• Work task: Where a line of the records contains the word "AtomicBool", show that line.

-------- Information

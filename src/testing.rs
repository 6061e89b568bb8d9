//! Test doubles shared by the unit and property tests

use crate::connectable::Consumer;
use crate::disposable::{AnonymousDisposable, Disposable};
use crate::effect::{EffectCallback, EffectHandler};
use crate::error::{ErrorHook, LoopError};
use std::sync::atomic::{AtomicUsize, Ordering};
use std::sync::{Arc, Mutex};
use std::time::{Duration, Instant};

const WAIT_TIMEOUT: Duration = Duration::from_secs(2);

// ============================================================================
// Recording Consumer
// ============================================================================

/// Consumer that records every value it receives
pub struct RecordingConsumer<T> {
    values: Arc<Mutex<Vec<T>>>,
}

impl<T> Clone for RecordingConsumer<T> {
    fn clone(&self) -> Self {
        Self {
            values: self.values.clone(),
        }
    }
}

impl<T: Send + 'static> Default for RecordingConsumer<T> {
    fn default() -> Self {
        Self::new()
    }
}

impl<T: Send + 'static> RecordingConsumer<T> {
    pub fn new() -> Self {
        Self {
            values: Arc::new(Mutex::new(Vec::new())),
        }
    }

    pub fn consumer(&self) -> Consumer<T> {
        let values = self.values.clone();
        Arc::new(move |value| values.lock().unwrap().push(value))
    }

    /// Plain closure form, for APIs taking `impl Fn(T)`
    pub fn observer(&self) -> impl Fn(T) + Send + Sync + 'static {
        let consumer = self.consumer();
        move |value| consumer(value)
    }

    pub fn len(&self) -> usize {
        self.values.lock().unwrap().len()
    }

    /// Block until at least `len` values arrived, or panic after a timeout
    pub fn wait_for_len(&self, len: usize) {
        let deadline = Instant::now() + WAIT_TIMEOUT;
        while self.len() < len {
            assert!(Instant::now() < deadline, "timed out waiting for {len} values");
            std::thread::sleep(Duration::from_millis(2));
        }
    }
}

impl<T: Clone + Send + 'static> RecordingConsumer<T> {
    pub fn values(&self) -> Vec<T> {
        self.values.lock().unwrap().clone()
    }

    pub async fn wait_for_len_async(&self, len: usize) -> Vec<T> {
        let deadline = Instant::now() + WAIT_TIMEOUT;
        while self.len() < len {
            assert!(Instant::now() < deadline, "timed out waiting for {len} values");
            tokio::time::sleep(Duration::from_millis(2)).await;
        }
        self.values()
    }
}

// ============================================================================
// Recording Error Hook
// ============================================================================

/// Error hook that records instead of aborting
#[derive(Clone, Default)]
pub struct RecordingErrorHook {
    errors: Arc<Mutex<Vec<LoopError>>>,
}

impl RecordingErrorHook {
    pub fn new() -> Self {
        Self::default()
    }

    pub fn hook(&self) -> ErrorHook {
        let errors = self.errors.clone();
        ErrorHook::new(move |error, _location| errors.lock().unwrap().push(error))
    }

    pub fn errors(&self) -> Vec<LoopError> {
        self.errors.lock().unwrap().clone()
    }
}

// ============================================================================
// Controlled Effect Handler
// ============================================================================

/// Effect handler that never finishes on its own.
///
/// Records payloads and keeps every callback so the test decides when each
/// effect sends, ends, or is abandoned. Counts cancellations.
pub struct ControlledHandler<P, E> {
    state: Arc<Mutex<ControlledState<P, E>>>,
    cancellations: Arc<AtomicUsize>,
}

struct ControlledState<P, E> {
    payloads: Vec<P>,
    callbacks: Vec<Option<EffectCallback<E>>>,
}

impl<P, E> Clone for ControlledHandler<P, E> {
    fn clone(&self) -> Self {
        Self {
            state: self.state.clone(),
            cancellations: self.cancellations.clone(),
        }
    }
}

impl<P, E> ControlledHandler<P, E> {
    pub fn new() -> Self {
        Self {
            state: Arc::new(Mutex::new(ControlledState {
                payloads: Vec::new(),
                callbacks: Vec::new(),
            })),
            cancellations: Arc::new(AtomicUsize::new(0)),
        }
    }

    pub fn payloads(&self) -> Vec<P>
    where
        P: Clone,
    {
        self.state.lock().unwrap().payloads.clone()
    }

    /// Callback of the `index`-th dispatch, if still held
    pub fn held(&self, index: usize) -> Option<EffectCallback<E>> {
        self.state.lock().unwrap().callbacks.get(index).cloned().flatten()
    }

    pub fn callback(&self, index: usize) -> EffectCallback<E> {
        self.held(index).expect("no callback held at index")
    }

    /// Every callback still held
    pub fn callbacks(&self) -> Vec<EffectCallback<E>> {
        self.state.lock().unwrap().callbacks.iter().flatten().cloned().collect()
    }

    /// Drop the held callback without ending it
    pub fn release(&self, index: usize) {
        let released = self
            .state
            .lock()
            .unwrap()
            .callbacks
            .get_mut(index)
            .and_then(Option::take);
        drop(released);
    }

    pub fn cancellations(&self) -> usize {
        self.cancellations.load(Ordering::SeqCst)
    }
}

impl<P: Send, E> EffectHandler<P, E> for ControlledHandler<P, E> {
    fn handle(&self, payload: P, callback: EffectCallback<E>) -> Box<dyn Disposable> {
        let mut state = self.state.lock().unwrap();
        state.payloads.push(payload);
        state.callbacks.push(Some(callback));

        let cancellations = self.cancellations.clone();
        Box::new(AnonymousDisposable::new(move || {
            cancellations.fetch_add(1, Ordering::SeqCst);
        }))
    }
}
//! Property-based tests for event processing order

use super::*;
use crate::effect::EffectRouter;
use crate::state_machine::Next;
use crate::testing::RecordingConsumer;
use proptest::prelude::*;
use std::sync::{Arc, Mutex};

// ============================================================================
// Arbitrary Generators
// ============================================================================

#[derive(Debug, Clone, Copy, PartialEq)]
enum Op {
    Add(i8),
    Double,
    Keep,
    Announce,
}

fn arb_op() -> impl Strategy<Value = Op> {
    prop_oneof![
        4 => any::<i8>().prop_map(Op::Add),
        1 => Just(Op::Double),
        1 => Just(Op::Keep),
        2 => Just(Op::Announce),
    ]
}

fn arb_ops() -> impl Strategy<Value = Vec<Op>> {
    proptest::collection::vec(arb_op(), 0..40)
}

fn apply(model: i64, op: Op) -> Option<i64> {
    match op {
        Op::Add(n) => Some(model.wrapping_add(i64::from(n))),
        Op::Double => Some(model.wrapping_mul(2)),
        Op::Keep | Op::Announce => None,
    }
}

/// Add and Double move the model; Announce emits the current model as an
/// effect; Keep does nothing.
fn update(model: &i64, op: &Op) -> Next<i64, i64> {
    match apply(*model, *op) {
        Some(next) => Next::next(next),
        None if *op == Op::Announce => Next::dispatch([*model]),
        None => Next::no_change(),
    }
}

fn announcer(announced: &RecordingConsumer<i64>) -> EffectRouter<i64, Op> {
    let sink = announced.consumer();
    EffectRouter::new()
        .route_matching(|_| true)
        .to_side_effect(move |n| sink(n))
}

// ============================================================================
// Properties
// ============================================================================

proptest! {
    /// An observer registered before any event sees the start model followed
    /// by the left fold of the update function over the event sequence.
    #[test]
    fn prop_observer_sees_left_fold(start in any::<i32>(), ops in arb_ops()) {
        let announced = RecordingConsumer::new();
        let event_loop = loop_builder(update, announcer(&announced).as_connectable())
            .start(i64::from(start))
            .unwrap();
        let models = RecordingConsumer::new();
        event_loop.add_observer(models.observer()).unwrap();

        let mut expected_models = vec![i64::from(start)];
        let mut expected_announced = Vec::new();
        let mut model = i64::from(start);
        for op in &ops {
            event_loop.dispatch_event(*op);
            if let Some(next) = apply(model, *op) {
                model = next;
                expected_models.push(model);
            } else if *op == Op::Announce {
                expected_announced.push(model);
            }
        }

        prop_assert_eq!(models.values(), expected_models);
        prop_assert_eq!(announced.values(), expected_announced);
        prop_assert_eq!(event_loop.model(), model);
    }

    /// When an effect runs, observers have already seen the model produced
    /// by the update that emitted it.
    #[test]
    fn prop_model_published_before_effects(ops in arb_ops()) {
        let models = RecordingConsumer::new();
        let seen_at_effect = Arc::new(Mutex::new(Vec::new()));

        let observed = models.clone();
        let witness = seen_at_effect.clone();
        let router = EffectRouter::<i64, Op>::new()
            .route_matching(|_| true)
            .to_side_effect(move |n| {
                let last = observed.values().last().copied();
                witness.lock().unwrap().push((n, last));
            });
        let next_with_effect = |model: &i64, op: &Op| match apply(*model, *op) {
            Some(next) => Next::next_with(next, [next]),
            None => Next::no_change(),
        };
        let event_loop = loop_builder(next_with_effect, router.as_connectable())
            .start(0)
            .unwrap();
        event_loop.add_observer(models.observer()).unwrap();

        for op in &ops {
            event_loop.dispatch_event(*op);
        }

        for (effect, last_seen) in seen_at_effect.lock().unwrap().iter() {
            prop_assert_eq!(Some(*effect), *last_seen);
        }
    }

    /// Nothing is observed or executed once the loop is disposed, whatever
    /// point in the sequence that happens at.
    #[test]
    fn prop_dispose_stops_everything(ops in arb_ops(), cut in 0usize..40) {
        let announced = RecordingConsumer::new();
        let event_loop = loop_builder(update, announcer(&announced).as_connectable())
            .start(0)
            .unwrap();
        let models = RecordingConsumer::new();
        event_loop.add_observer(models.observer()).unwrap();

        let cut = cut.min(ops.len());
        for op in &ops[..cut] {
            event_loop.dispatch_event(*op);
        }
        event_loop.dispose();
        let (seen, emitted, model) = (models.len(), announced.len(), event_loop.model());
        for op in &ops[cut..] {
            event_loop.dispatch_event(*op);
        }
        event_loop.replace_model(model.wrapping_add(1));

        prop_assert_eq!(models.len(), seen);
        prop_assert_eq!(announced.len(), emitted);
        prop_assert_eq!(event_loop.model(), model);
        prop_assert!(!event_loop.is_running());
    }
}
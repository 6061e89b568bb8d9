//! Pure state machine types
//!
//! Implements the Elm Architecture vocabulary: an update function maps the
//! current model and one event to a [`Next`], and an initiate function maps
//! the start model to a [`First`].

mod first;
mod logger;
mod next;

pub use first::First;
pub use logger::{LoopLogger, NoopLogger, TracingLogger};
pub use next::Next;

use std::sync::Arc;

/// Pure transition function. Must not panic and must not depend on shared
/// state beyond its arguments.
pub type Update<M, Ev, Ef> = Arc<dyn Fn(&M, &Ev) -> Next<M, Ef> + Send + Sync>;

/// Produces the first model and effects from the start model.
pub type Initiate<M, Ef> = Arc<dyn Fn(M) -> First<M, Ef> + Send + Sync>;
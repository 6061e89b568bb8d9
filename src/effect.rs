//! Effect runtime
//!
//! Effects leave the loop through a single connectable, usually an
//! [`EffectRouter`] compiled with `as_connectable()`. Each route owns an
//! [`EffectExecutor`] that tracks every dispatched effect until its
//! [`EffectCallback`] ends, and cancels whatever is left on dispose.

mod callback;
mod executor;
mod handler;
mod router;

#[cfg(test)]
mod proptests;

pub use callback::EffectCallback;
pub(crate) use callback::WeakEffectCallback;
pub use executor::{EffectExecutor, HandlerConnectable};
pub use handler::{AsyncHandler, EffectHandler, EventsHandler, SideEffectHandler};
pub use router::{EffectRouter, PartialRoute, RouterConnectable};
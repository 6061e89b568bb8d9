//! Runtime configuration
//!
//! Selects the execution contexts and the error policy a loop is built
//! with. Values come from the environment or from JSON.

use crate::error::ErrorHook;
use crate::runner::{ImmediateWorkRunner, TokioWorkRunner, WorkRunner};
use serde::{Deserialize, Serialize};
use std::str::FromStr;
use std::sync::Arc;
use thiserror::Error;

pub const PROCESSING_RUNNER_VAR: &str = "LOOP_PROCESSING_RUNNER";
pub const NOTIFICATION_RUNNER_VAR: &str = "LOOP_NOTIFICATION_RUNNER";
pub const ERROR_POLICY_VAR: &str = "LOOP_ERROR_POLICY";

#[derive(Debug, Error)]
pub enum ConfigError {
    #[error("Invalid runtime config: {0}")]
    Json(#[from] serde_json::Error),
}

/// Which serial execution context to run on
#[derive(Debug, Clone, Copy, Default, PartialEq, Eq, Serialize, Deserialize)]
#[serde(rename_all = "snake_case")]
pub enum RunnerKind {
    /// Drained on the posting thread
    #[default]
    Immediate,
    /// Dedicated task on the ambient tokio runtime
    Tokio,
}

impl FromStr for RunnerKind {
    type Err = String;

    fn from_str(s: &str) -> Result<Self, Self::Err> {
        match s.trim().to_ascii_lowercase().as_str() {
            "immediate" => Ok(Self::Immediate),
            "tokio" => Ok(Self::Tokio),
            other => Err(format!("unknown runner kind: {other}")),
        }
    }
}

impl RunnerKind {
    /// Build a runner of this kind. A tokio runner needs an ambient
    /// runtime; without one this falls back to the immediate runner.
    pub fn build(self) -> Arc<dyn WorkRunner> {
        match self {
            Self::Immediate => Arc::new(ImmediateWorkRunner::new()),
            Self::Tokio => {
                if let Some(runner) = TokioWorkRunner::current() {
                    Arc::new(runner)
                } else {
                    tracing::warn!("No tokio runtime available, using the immediate runner");
                    Arc::new(ImmediateWorkRunner::new())
                }
            }
        }
    }
}

/// What happens when a configuration error is found on a path that
/// cannot return it
#[derive(Debug, Clone, Copy, Default, PartialEq, Eq, Serialize, Deserialize)]
#[serde(rename_all = "snake_case")]
pub enum ErrorPolicy {
    /// Log and abort the process
    #[default]
    #[serde(alias = "panic")]
    Abort,
    Log,
}

impl FromStr for ErrorPolicy {
    type Err = String;

    fn from_str(s: &str) -> Result<Self, Self::Err> {
        match s.trim().to_ascii_lowercase().as_str() {
            "abort" | "panic" => Ok(Self::Abort),
            "log" => Ok(Self::Log),
            other => Err(format!("unknown error policy: {other}")),
        }
    }
}

#[derive(Debug, Clone, Copy, Default, PartialEq, Eq, Serialize, Deserialize)]
#[serde(default)]
pub struct RuntimeConfig {
    pub processing: RunnerKind,
    pub notification: RunnerKind,
    pub error_policy: ErrorPolicy,
}

impl RuntimeConfig {
    pub fn from_env() -> Self {
        Self::from_lookup(|key| std::env::var(key).ok())
    }

    /// Build from any key lookup; unset keys keep their defaults and
    /// unparseable ones are logged and ignored.
    pub fn from_lookup(lookup: impl Fn(&str) -> Option<String>) -> Self {
        Self {
            processing: parse_or_default(&lookup, PROCESSING_RUNNER_VAR),
            notification: parse_or_default(&lookup, NOTIFICATION_RUNNER_VAR),
            error_policy: parse_or_default(&lookup, ERROR_POLICY_VAR),
        }
    }

    /// # Errors
    ///
    /// Returns [`ConfigError::Json`] if `json` is not a valid config object.
    pub fn from_json(json: &str) -> Result<Self, ConfigError> {
        Ok(serde_json::from_str(json)?)
    }

    pub fn error_hook(&self) -> ErrorHook {
        match self.error_policy {
            ErrorPolicy::Abort => ErrorHook::aborting(),
            ErrorPolicy::Log => ErrorHook::logging(),
        }
    }
}

fn parse_or_default<T>(lookup: &impl Fn(&str) -> Option<String>, key: &str) -> T
where
    T: FromStr<Err = String> + Default,
{
    let Some(raw) = lookup(key) else {
        return T::default();
    };
    raw.parse().unwrap_or_else(|err: String| {
        tracing::warn!(key, value = %raw, error = %err, "Ignoring invalid config value");
        T::default()
    })
}
//! Wraps one effect handler as a connection and tracks its in-flight effects

use super::{EffectCallback, EffectHandler, WeakEffectCallback};
use crate::connectable::{
    Connectable, Connection, ConnectionSlot, Consumer, GuardedConnection,
};
use crate::disposable::Disposable;
use crate::error::{ErrorHook, LoopError};
use std::collections::HashMap;
use std::sync::atomic::{AtomicBool, AtomicU64, Ordering};
use std::sync::{Arc, Mutex, MutexGuard, PoisonError};

/// Dispatches payloads to a handler, one tracked entry per dispatch.
///
/// Every entry is removed when its callback ends (explicitly or by being
/// dropped). `dispose()` cancels and force-ends whatever is still running.
pub struct EffectExecutor<P, E> {
    handler: Arc<dyn EffectHandler<P, E>>,
    state: Arc<ExecutorState<E>>,
}

struct ExecutorState<E> {
    output: Mutex<Option<Consumer<E>>>,
    /// Set before the output is detached; checked again right before emitting
    detached: AtomicBool,
    ongoing: Mutex<OngoingEffects<E>>,
    next_id: AtomicU64,
}

struct OngoingEffects<E> {
    disposed: bool,
    entries: HashMap<u64, OngoingEffect<E>>,
}

struct OngoingEffect<E> {
    callback: WeakEffectCallback<E>,
    cancel: Box<dyn Disposable>,
}

impl<E> ExecutorState<E> {
    fn ongoing(&self) -> MutexGuard<'_, OngoingEffects<E>> {
        self.ongoing.lock().unwrap_or_else(PoisonError::into_inner)
    }

    fn emit(&self, value: E) {
        let output = self
            .output
            .lock()
            .unwrap_or_else(PoisonError::into_inner)
            .clone();
        match output {
            Some(output) if !self.detached.load(Ordering::SeqCst) => output(value),
            _ => {}
        }
    }

    fn complete(&self, id: u64) {
        let removed = self.ongoing().entries.remove(&id);
        // Dropped outside the lock
        drop(removed);
    }
}

impl<P, E: Send + 'static> EffectExecutor<P, E> {
    pub fn new(handler: Arc<dyn EffectHandler<P, E>>, output: Consumer<E>) -> Self {
        Self {
            handler,
            state: Arc::new(ExecutorState {
                output: Mutex::new(Some(output)),
                detached: AtomicBool::new(false),
                ongoing: Mutex::new(OngoingEffects {
                    disposed: false,
                    entries: HashMap::new(),
                }),
                next_id: AtomicU64::new(0),
            }),
        }
    }

    pub fn handle(&self, payload: P) {
        let id = self.state.next_id.fetch_add(1, Ordering::Relaxed);

        let output: Consumer<E> = {
            let state = Arc::downgrade(&self.state);
            Arc::new(move |value| {
                if let Some(state) = state.upgrade() {
                    state.emit(value);
                }
            })
        };
        let on_end = {
            let state = Arc::downgrade(&self.state);
            move || {
                if let Some(state) = state.upgrade() {
                    state.complete(id);
                }
            }
        };

        let callback = EffectCallback::new(output, on_end);
        let tracked = callback.downgrade();
        let cancel = self.handler.handle(payload, callback);

        let rejected = {
            let mut ongoing = self.state.ongoing();
            if ongoing.disposed {
                Some(cancel)
            } else {
                ongoing.entries.insert(
                    id,
                    OngoingEffect {
                        callback: tracked.clone(),
                        cancel,
                    },
                );
                None
            }
        };

        if let Some(cancel) = rejected {
            // Disposed while the handler was running
            cancel.dispose();
            if let Some(callback) = tracked.upgrade() {
                callback.end();
            }
            return;
        }

        // The handler may have ended before the entry was stored
        if tracked.is_ended() {
            self.state.complete(id);
        }
    }
}

impl<P, E> EffectExecutor<P, E> {
    /// Cancel and end every in-flight effect, then detach the output.
    /// Idempotent.
    ///
    /// No emit starts reaching the output once this returns. An emit already
    /// past its check may still complete.
    pub fn dispose(&self) {
        let entries = {
            let mut ongoing = self.state.ongoing();
            if ongoing.disposed {
                return;
            }
            ongoing.disposed = true;
            self.state.detached.store(true, Ordering::SeqCst);
            std::mem::take(&mut ongoing.entries)
        };
        self.state
            .output
            .lock()
            .unwrap_or_else(PoisonError::into_inner)
            .take();

        let cancelled = entries.len();
        for (_, effect) in entries {
            effect.cancel.dispose();
            if let Some(callback) = effect.callback.upgrade() {
                callback.end();
            }
        }
        tracing::debug!(cancelled, "Effect executor disposed");
    }

    /// Number of dispatched effects that have not ended yet.
    pub fn ongoing_count(&self) -> usize {
        self.state.ongoing().entries.len()
    }
}

impl<P, E: Send + 'static> Connection<P> for EffectExecutor<P, E> {
    fn accept(&self, input: P) {
        self.handle(input);
    }

    fn dispose(&self) {
        EffectExecutor::dispose(self);
    }
}

impl<P, E> Drop for EffectExecutor<P, E> {
    fn drop(&mut self) {
        self.dispose();
    }
}

/// Connectable that creates a fresh executor around a shared handler on
/// every connection.
pub struct HandlerConnectable<P, E> {
    handler: Arc<dyn EffectHandler<P, E>>,
    slot: ConnectionSlot,
    error_hook: ErrorHook,
}

impl<P, E> HandlerConnectable<P, E> {
    pub fn new(handler: impl EffectHandler<P, E> + 'static) -> Self {
        Self::from_arc(Arc::new(handler))
    }

    pub fn from_arc(handler: Arc<dyn EffectHandler<P, E>>) -> Self {
        Self {
            handler,
            slot: ConnectionSlot::default(),
            error_hook: ErrorHook::default(),
        }
    }

    #[must_use]
    pub fn with_error_hook(mut self, error_hook: ErrorHook) -> Self {
        self.error_hook = error_hook;
        self
    }
}

impl<P: 'static, E: Send + 'static> Connectable<P, E> for HandlerConnectable<P, E> {
    fn connect(&self, output: Consumer<E>) -> Result<Box<dyn Connection<P>>, LoopError> {
        let lease = self.slot.acquire()?;
        let executor = EffectExecutor::new(self.handler.clone(), output);
        Ok(Box::new(GuardedConnection::new(
            Box::new(executor),
            Some(lease),
            self.error_hook.clone(),
        )))
    }
}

----------------

• Output for this exercise:
use std::sync::atomic::{AtomicBool, AtomicU64, Ordering};
    detached: AtomicBool,
                detached: AtomicBool::new(false),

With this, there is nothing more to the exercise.